Ravensburger sent us Jungle Journey from this new line to check out for ourselves.
Escape Puzzle Kids: Jungle Journey Contents
Escape Puzzle Kids: Jungle Journey contains the following:
- 368 Puzzle Pieces
- Scenario Booklet
- Solution Envelope
One of the things I love about Ravensburger puzzles is the quality pieces that lock together so nicely. We’ve seen videos of people lifting their puzzles by the edges, swinging them, and being able to let them fall back to the table and still be all put together. In the name of science, we tried it ourselves, and to quote some very beloved scientific minds, “myth confirmed.”
Artwork is also a very big feature of puzzles, and Ravensburger always delivers gorgeously detailed images for their puzzles. The Escape line has lots of little surprises and details tucked away in the larger picture, and this new line looks like it’s going to hold up that reputation very nicely.
The Scenario Booklet describes a situation. You’re in the jungle and you have a broken bridge that must be fixed. Once you’ve pieced together the puzzle, clues within the puzzle will give you numbers that match up to border pieces. Those pieces can be fitted together to create a solution to your broken bridge. If you get stuck, there are QR codes that take you to a site that can give you just hints or walk you through the solution. The Solution Envelope will give you the final answer and should not be opened until you are certain you have the solution.
In our house, the default strategy is to start with the border pieces first. That is harder to do with the Escape lines because six of those pieces can perfectly fit against more than one piece, so you really need to pay attention to the images. Even so, the borders still turned out a little uneven for A, so I suggested he keep assembling, and eventually which piece was in the wrong place would sort of reveal itself.
Escape Puzzles do not perfectly match the box image, although the box image can be used to get a feel for what should be located where. While the line for adults has more random surprises, in the kid version anything that is different from the box picture specifically signals a clue. These could be symbols, numbers, or even images that try to draw your attention to a place on the finished puzzle. It was interesting to see how these puzzles compared to the adult ones.
I would like to note that the puzzle assembly was rated 4/5 for difficulty by Ravensburger. Once A got past the trick border, there were enough areas in the puzzle to sort of anchor focus and figure out where to go next including the water, larger animals, the bridge, and the hut.
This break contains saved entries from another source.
#![allow(clippy::unwrap_used, clippy::panic)]

/// Validator throughput benchmarks: one tight loop per grammar family over a
/// mixed valid/invalid workload, so rejects are measured as well as accepts.
use criterion::{Criterion, criterion_group, criterion_main};
use std::hint::black_box;

const IPV4_INPUTS: &[&str] = &[
    "192.168.1.1",
    "10.0.0.1",
    "255.255.255.255",
    "256.1.1.1",
    "192.168.01.1",
    "not-an-address",
];

const IPV6_INPUTS: &[&str] = &[
    "::1",
    "2001:db8:85a3::8a2e:370:7334",
    "::ffff:192.0.2.1",
    "fe80::1%eth0",
    "1::2::3",
    "2001:db8:85a3:0:0:8a2e:370:7334:9999",
];

const HOSTNAME_INPUTS: &[&str] = &[
    "example.com",
    "a.very.deep.sub.domain.example.org",
    "xn--bcher-kva.example",
    "-leading.example",
    "double..dot.example",
];

const ENDPOINT_INPUTS: &[&str] = &[
    "[::1]:80",
    "[2001:db8::1]:8443",
    "192.168.1.1:8080",
    "example.com:443",
    "host:80:443",
    "999.1.1.1:80",
];

const DATE_TIME_INPUTS: &[&str] = &[
    "2025-11-29T14:30:00Z",
    "2025-11-29T23:59:60+09:00",
    "2025-04-31T00:00:00Z",
    "2025-11-29 14:30:00Z",
];

const URI_INPUTS: &[&str] = &[
    "https://example.com/path/to/resource?query=value#fragment",
    "urn:uuid:6e8bc430-9c3a-11d9-9669-0800200c9a66",
    "http://exa mple.com",
    "no-scheme-at-all",
];

fn bench_validators(c: &mut Criterion) {
    c.bench_function("is_ipv4", |b| {
        b.iter(|| {
            for input in IPV4_INPUTS {
                black_box(netgram::is_ipv4(black_box(input)));
            }
        });
    });

    c.bench_function("is_ipv6", |b| {
        b.iter(|| {
            for input in IPV6_INPUTS {
                black_box(netgram::is_ipv6(black_box(input)));
            }
        });
    });

    c.bench_function("is_hostname", |b| {
        b.iter(|| {
            for input in HOSTNAME_INPUTS {
                black_box(netgram::is_hostname(black_box(input)));
            }
        });
    });

    c.bench_function("parse_endpoint", |b| {
        b.iter(|| {
            for input in ENDPOINT_INPUTS {
                black_box(netgram::parse_endpoint(black_box(input)).ok());
            }
        });
    });

    c.bench_function("is_date_time", |b| {
        b.iter(|| {
            for input in DATE_TIME_INPUTS {
                black_box(netgram::is_date_time(black_box(input)));
            }
        });
    });

    c.bench_function("is_uri", |b| {
        b.iter(|| {
            for input in URI_INPUTS {
                black_box(netgram::is_uri(black_box(input)));
            }
        });
    });

    c.bench_function("is_uuid", |b| {
        b.iter(|| {
            black_box(netgram::is_uuid(black_box(
                "550e8400-e29b-41d4-a716-446655440000",
            )));
        });
    });
}

criterion_group!(benches, bench_validators);
criterion_main!(benches);
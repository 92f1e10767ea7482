/// IPv4 address validation: strict dotted-decimal notation only.
///
/// Unlike the WHATWG URL host grammar, the RFC form admits no octal, hex, or
/// short notations: exactly four octets, each 1-3 digits in 0-255, with no
/// leading zero unless the octet is the literal `0`.
use crate::scanner::{LeadingZero, scan_decimal};

/// Check if a string is a valid dotted-decimal IPv4 address.
///
/// `"192.168.01.1"` is rejected (leading zero), `"256.1.1.1"` is rejected
/// (octet range), `"1.2.3"` and `"1.2.3.4.5"` are rejected (octet count).
pub fn is_ipv4(input: &str) -> bool {
    is_ipv4_bytes(input.as_bytes())
}

/// Byte-level IPv4 scan; the whole slice must be consumed.
pub(crate) fn is_ipv4_bytes(bytes: &[u8]) -> bool {
    let mut pos = 0;

    for octet in 0..4 {
        if octet > 0 {
            if bytes.get(pos) != Some(&b'.') {
                return false;
            }
            pos += 1;
        }
        if scan_decimal(bytes, &mut pos, 1, 3, 255, LeadingZero::Forbid).is_none() {
            return false;
        }
    }

    pos == bytes.len()
}
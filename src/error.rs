/// Errors that can occur during endpoint parsing
#[derive(Debug, Clone, Copy, PartialEq, Eq)]
pub enum ParseError {
    /// Host side failed its grammar (hostname form)
    InvalidHost,
    /// Port side missing, non-numeric, or out of range
    InvalidPort,
    /// Host side committed to the IPv4 grammar and failed it
    InvalidIpv4,
    /// Bracketed host failed the IPv6 grammar
    InvalidIpv6,
    /// No usable host/port separator, or an ambiguous one
    InvalidEndpoint,
}

impl core::fmt::Display for ParseError {
    fn fmt(&self, f: &mut core::fmt::Formatter<'_>) -> core::fmt::Result {
        let msg = match self {
            Self::InvalidHost => "Invalid host",
            Self::InvalidPort => "Invalid port",
            Self::InvalidIpv4 => "Invalid IPv4 address",
            Self::InvalidIpv6 => "Invalid IPv6 address",
            Self::InvalidEndpoint => "Invalid endpoint",
        };
        f.write_str(msg)
    }
}

#[cfg(feature = "std")]
impl std::error::Error for ParseError {}

/// Result type for endpoint parsing operations
pub type Result<T> = core::result::Result<T, ParseError>;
I feel like sorting out anchor points was easier than in some of the adult versions. He probably spent 5 or so hours of his own time building things, and I helped for about an hour to an hour and a half as I wanted to get a real feel for how much he could do on his own since the puzzle was aimed at ages 9+ and he’s almost 11. I do think he probably could have done it on his own, but we did enjoy some of that time together. To avoid spoilers, I won’t put a picture of the finished puzzle. By the end of the puzzle, he did discover which border piece was incorrectly placed by the way.
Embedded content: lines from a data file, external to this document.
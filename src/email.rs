/// Email address validation (RFC 5321, dot-atom form).
///
/// The local part is one or more atoms of `atext` characters separated by
/// single dots; the domain must be a full domain name (at least two labels).
/// No quoted-string local parts, no address literals. The IDN variant admits
/// non-ASCII code points in the local part and internationalized domains.
use crate::character_sets::is_atext;
use crate::host::{is_domain, is_idn_domain};

/// Check if a string is a valid email address with an ASCII dot-atom local
/// part and a domain-name host.
pub fn is_email(input: &str) -> bool {
    let Some(at) = memchr::memchr(b'@', input.as_bytes()) else {
        return false;
    };
    is_dot_atom(&input.as_bytes()[..at], false) && is_domain(&input[at + 1..])
}

/// Check if a string is a valid internationalized email address: non-ASCII
/// code points allowed in the local part, domain checked as IDN.
pub fn is_idn_email(input: &str) -> bool {
    let Some(at) = memchr::memchr(b'@', input.as_bytes()) else {
        return false;
    };
    is_dot_atom(&input.as_bytes()[..at], true) && is_idn_domain(&input[at + 1..])
}

/// Dot-separated atoms: no leading, trailing, or consecutive dots, every
/// other byte `atext` (or any non-ASCII byte when `allow_unicode`; the
/// enclosing `&str` already guarantees UTF-8 structure).
fn is_dot_atom(local: &[u8], allow_unicode: bool) -> bool {
    if local.is_empty() {
        return false;
    }
    let mut prev_dot = true; // dot at the start is illegal
    for &b in local {
        if b == b'.' {
            if prev_dot {
                return false;
            }
            prev_dot = true;
        } else if is_atext(b) || (allow_unicode && b >= 0x80) {
            prev_dot = false;
        } else {
            return false;
        }
    }
    !prev_dot
}

#[cfg(test)]
mod tests {
    use super::*;

    #[test]
    fn test_valid_addresses() {
        assert!(is_email("user@example.com"));
        assert!(is_email("first.last@example.com"));
        assert!(is_email("user+tag@example.co.uk"));
        assert!(is_email("!#$%&'*+-/=?^_`{|}~@example.com"));
    }

    #[test]
    fn test_local_part_dots() {
        assert!(!is_email(".user@example.com"));
        assert!(!is_email("user.@example.com"));
        assert!(!is_email("us..er@example.com"));
    }

    #[test]
    fn test_structure() {
        assert!(!is_email("userexample.com"));
        assert!(!is_email("@example.com"));
        assert!(!is_email("user@"));
        assert!(!is_email("user@@example.com"));
        assert!(!is_email("us er@example.com"));
        assert!(!is_email(""));
    }

    #[test]
    fn test_domain_needs_two_labels() {
        assert!(!is_email("user@localhost"));
        assert!(!is_email("user@example..com"));
    }

    #[test]
    fn test_idn_addresses() {
        assert!(is_idn_email("user@example.com"));
        assert!(is_idn_email("用户@例え.jp"));
        assert!(is_idn_email("user@xn--r8jz45g.jp"));
        assert!(!is_idn_email("用户@例え"));
        assert!(!is_email("用户@example.com"));
    }
}
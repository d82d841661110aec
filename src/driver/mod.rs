//! Command driver
//!
//! The external caller of the ledger. It validates transfer requests
//! against the caller-side policy, applies commands in file order, and
//! writes the requested report.
//!
//! - `policy` - Caller-side validation of `(source, destination, amount)`
//! - `processor` - Command file processing and report output

pub mod policy;
pub mod processor;

pub use policy::TransferPolicy;
pub use processor::{CommandOutcome, CommandProcessor, RunSummary};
Once the masterpiece was complete, it was time to look for the six clues and sort out their solutions. Ravensburger rated these clues as a 2/5 difficulty. A managed to get about 5 of the pieces on his own. In a few cases, he misinterpreted a clue in his favor, but the one he needed help with was when some of the animals were trying to draw his attention to a piece. The ones with symbols he relocated without issue.
We did decide to back up and make sure we had all the clues correct, which let us get a feel for the type of logic leaps you’re expected to make. In some cases you are adding objects or unique features, in others you need to look for clues on how to sort which number goes, whereas in others you may need to add or subtract numbers to get a solution. I don’t want to be too spoilery, so I won’t list the clues or solutions, but I think they were pretty fair once you get familiar with how the puzzle does clues. I’m eager to see how another one might go now that we have more of a feel for things. The six pieces were located and snapped together with ease.
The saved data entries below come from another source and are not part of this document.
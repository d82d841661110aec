//! Transfer ledger
//!
//! This module provides the `Ledger`, which owns the account registry and
//! enforces the transfer rules:
//! - `queue_transfer` appends a request to the source account's queue and
//!   never touches balances
//! - `settle` drains one account's queue in queuing order, applies every
//!   request the source can afford, and records each applied request in the
//!   source account's history
//!
//! Settlement is a batch apply, not a transaction. A request that cannot be
//! applied (insufficient funds, unknown destination, overflow) is dropped and
//! reported; the rest of the batch still runs, and the queue is always empty
//! afterward. Dropped requests are never re-queued.

use crate::core::traits::{Clock, SystemClock, TransferEngine};
use crate::types::{
    Account, AccountNumber, CompletedTransfer, LedgerError, RejectedTransfer, SettlementReport,
    TransferRequest,
};
use rust_decimal::Decimal;
use std::collections::HashMap;
use tracing::{debug, info, warn};

/// In-memory account registry with deferred transfers
///
/// The registry is fixed when the ledger is built: accounts are neither
/// created nor removed afterward.
#[derive(Debug, Clone)]
pub struct Ledger<C = SystemClock> {
    /// Map of account numbers to accounts
    accounts: HashMap<AccountNumber, Account>,
    clock: C,
}

impl Ledger<SystemClock> {
    /// Build a ledger over a fixed set of accounts using wall-clock time
    ///
    /// # Errors
    ///
    /// Returns an error if:
    /// - Two accounts share an account number
    /// - A seeded pending transfer has a non-positive amount
    pub fn new(accounts: impl IntoIterator<Item = Account>) -> Result<Self, LedgerError> {
        Self::with_clock(accounts, SystemClock)
    }
}

impl<C: Clock> Ledger<C> {
    /// Build a ledger that takes its timestamps from `clock`
    pub fn with_clock(
        accounts: impl IntoIterator<Item = Account>,
        clock: C,
    ) -> Result<Self, LedgerError> {
        let mut registry = HashMap::new();

        for account in accounts {
            if let Some(request) = account.pending().iter().find(|r| r.amount <= Decimal::ZERO) {
                return Err(LedgerError::invalid_amount(request.amount));
            }
            if registry.contains_key(&account.number) {
                return Err(LedgerError::duplicate_account(account.number));
            }
            registry.insert(account.number, account);
        }

        Ok(Ledger {
            accounts: registry,
            clock,
        })
    }

    /// Look up an account
    pub fn account(&self, number: AccountNumber) -> Result<&Account, LedgerError> {
        self.accounts
            .get(&number)
            .ok_or_else(|| LedgerError::account_not_found(number))
    }

    fn account_mut(&mut self, number: AccountNumber) -> Result<&mut Account, LedgerError> {
        self.accounts
            .get_mut(&number)
            .ok_or_else(|| LedgerError::account_not_found(number))
    }

    pub fn contains(&self, number: AccountNumber) -> bool {
        self.accounts.contains_key(&number)
    }

    /// All accounts sorted by account number
    pub fn accounts(&self) -> Vec<&Account> {
        let mut accounts: Vec<&Account> = self.accounts.values().collect();
        accounts.sort_by_key(|account| account.number);
        accounts
    }

    pub fn len(&self) -> usize {
        self.accounts.len()
    }

    pub fn is_empty(&self) -> bool {
        self.accounts.is_empty()
    }

    /// Sum of every account balance
    ///
    /// Settlement never changes this value.
    pub fn total_balance(&self) -> Decimal {
        self.accounts.values().map(Account::balance).sum()
    }

    /// Account numbers whose holder's first name contains `fragment`,
    /// ignoring case, in ascending order
    pub fn find_by_first_name(&self, fragment: &str) -> Vec<AccountNumber> {
        let needle = fragment.to_lowercase();
        let mut matches: Vec<AccountNumber> = self
            .accounts
            .values()
            .filter(|account| account.first_name.to_lowercase().contains(&needle))
            .map(|account| account.number)
            .collect();
        matches.sort_unstable();
        matches
    }

    /// Queue a transfer from `source` to `destination`
    ///
    /// Only the source account and the amount are checked here. Whether the
    /// destination exists and whether the source can afford the transfer is
    /// decided when the source account is settled.
    ///
    /// # Errors
    ///
    /// - `AccountNotFound` if the source account is not in the registry
    /// - `InvalidAmount` if `amount` is zero or negative
    pub fn queue_transfer(
        &mut self,
        source: AccountNumber,
        destination: AccountNumber,
        amount: Decimal,
    ) -> Result<TransferRequest, LedgerError> {
        if amount <= Decimal::ZERO {
            return Err(LedgerError::invalid_amount(amount));
        }

        let request = TransferRequest {
            queued_at: self.clock.now(),
            source,
            destination,
            amount,
        };
        self.account_mut(source)?.push_pending(request.clone());

        info!(source, destination, amount = %amount, "Transfer queued");
        Ok(request)
    }

    /// Apply and clear the pending queue of `account`
    ///
    /// Requests are processed strictly in queuing order. Each one the source
    /// can afford is debited from the source, credited to the destination and
    /// appended to the source's history. The others are dropped and listed in
    /// the returned report.
    ///
    /// # Errors
    ///
    /// Returns `AccountNotFound` if `account` is not in the registry. Failures
    /// of individual transfers are reported in the `SettlementReport`, not as
    /// an error.
    pub fn settle(&mut self, account: AccountNumber) -> Result<SettlementReport, LedgerError> {
        let pending = self.account_mut(account)?.take_pending();
        let mut report = SettlementReport::new(account);

        for request in pending {
            match self.apply(&request) {
                Ok(()) => {
                    let completed = CompletedTransfer {
                        request,
                        executed_at: self.clock.now(),
                    };
                    info!(
                        source = completed.request.source,
                        destination = completed.request.destination,
                        amount = %completed.request.amount,
                        "Transfer applied"
                    );
                    self.account_mut(account)?.push_history(completed.clone());
                    report.applied.push(completed);
                }
                Err(reason) => {
                    warn!(
                        source = request.source,
                        destination = request.destination,
                        amount = %request.amount,
                        %reason,
                        "Transfer dropped"
                    );
                    report.rejected.push(RejectedTransfer { request, reason });
                }
            }
        }

        debug!(
            account,
            applied = report.applied.len(),
            rejected = report.rejected.len(),
            "Settlement finished"
        );
        Ok(report)
    }

    /// Move `request.amount` from the source to the destination
    ///
    /// Either both balances change or neither does.
    fn apply(&mut self, request: &TransferRequest) -> Result<(), LedgerError> {
        if !self.contains(request.destination) {
            return Err(LedgerError::account_not_found(request.destination));
        }

        let balance = self.account(request.source)?.balance();
        if balance < request.amount {
            return Err(LedgerError::insufficient_funds(
                request.source,
                balance,
                request.amount,
            ));
        }

        // Debit then credit of the same account leaves it unchanged
        if request.source == request.destination {
            return Ok(());
        }

        let debited = balance
            .checked_sub(request.amount)
            .ok_or_else(|| LedgerError::arithmetic_overflow("debit", request.source))?;
        let credited = self
            .account(request.destination)?
            .balance()
            .checked_add(request.amount)
            .ok_or_else(|| LedgerError::arithmetic_overflow("credit", request.destination))?;

        self.account_mut(request.source)?.set_balance(debited);
        self.account_mut(request.destination)?.set_balance(credited);
        Ok(())
    }
}

impl<C: Clock> TransferEngine for Ledger<C> {
    fn queue_transfer(
        &mut self,
        source: AccountNumber,
        destination: AccountNumber,
        amount: Decimal,
    ) -> Result<TransferRequest, LedgerError> {
        Ledger::queue_transfer(self, source, destination, amount)
    }

    fn settle(&mut self, account: AccountNumber) -> Result<SettlementReport, LedgerError> {
        Ledger::settle(self, account)
    }

    fn contains(&self, account: AccountNumber) -> bool {
        Ledger::contains(self, account)
    }

    fn snapshot(&self) -> Vec<Account> {
        self.accounts().into_iter().cloned().collect()
    }
}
Overall, I am a big fan of this line and I think it’s perfect for kids to try to take on a challenge or families that want something to do together where their kids have an easier time contributing. The pandemic has caused a huge uptick in kid screentime, so if you are looking for a lazy afternoon or family evening where you want or really need to unplug, I feel like this would be perfect.
I might also toss this out as something the kids can work on while waiting for, say, a holiday dinner to get served up. The final puzzle is just under 28×20 inches, so it can be completed on a decent-sized coffee table, and since there are lots of different areas to work on, it’s easier for multiple kids to find themselves each a separate section to work on. The Escape Puzzle Kids line has an MSRP between $18.49 and $20.99, which is right where I would expect. Puzzles are trickier to get right now, so the price may go up a few dollars if you’re getting it from a third-party seller. Google Shopping puts this puzzle at $16.99+ depending on the store.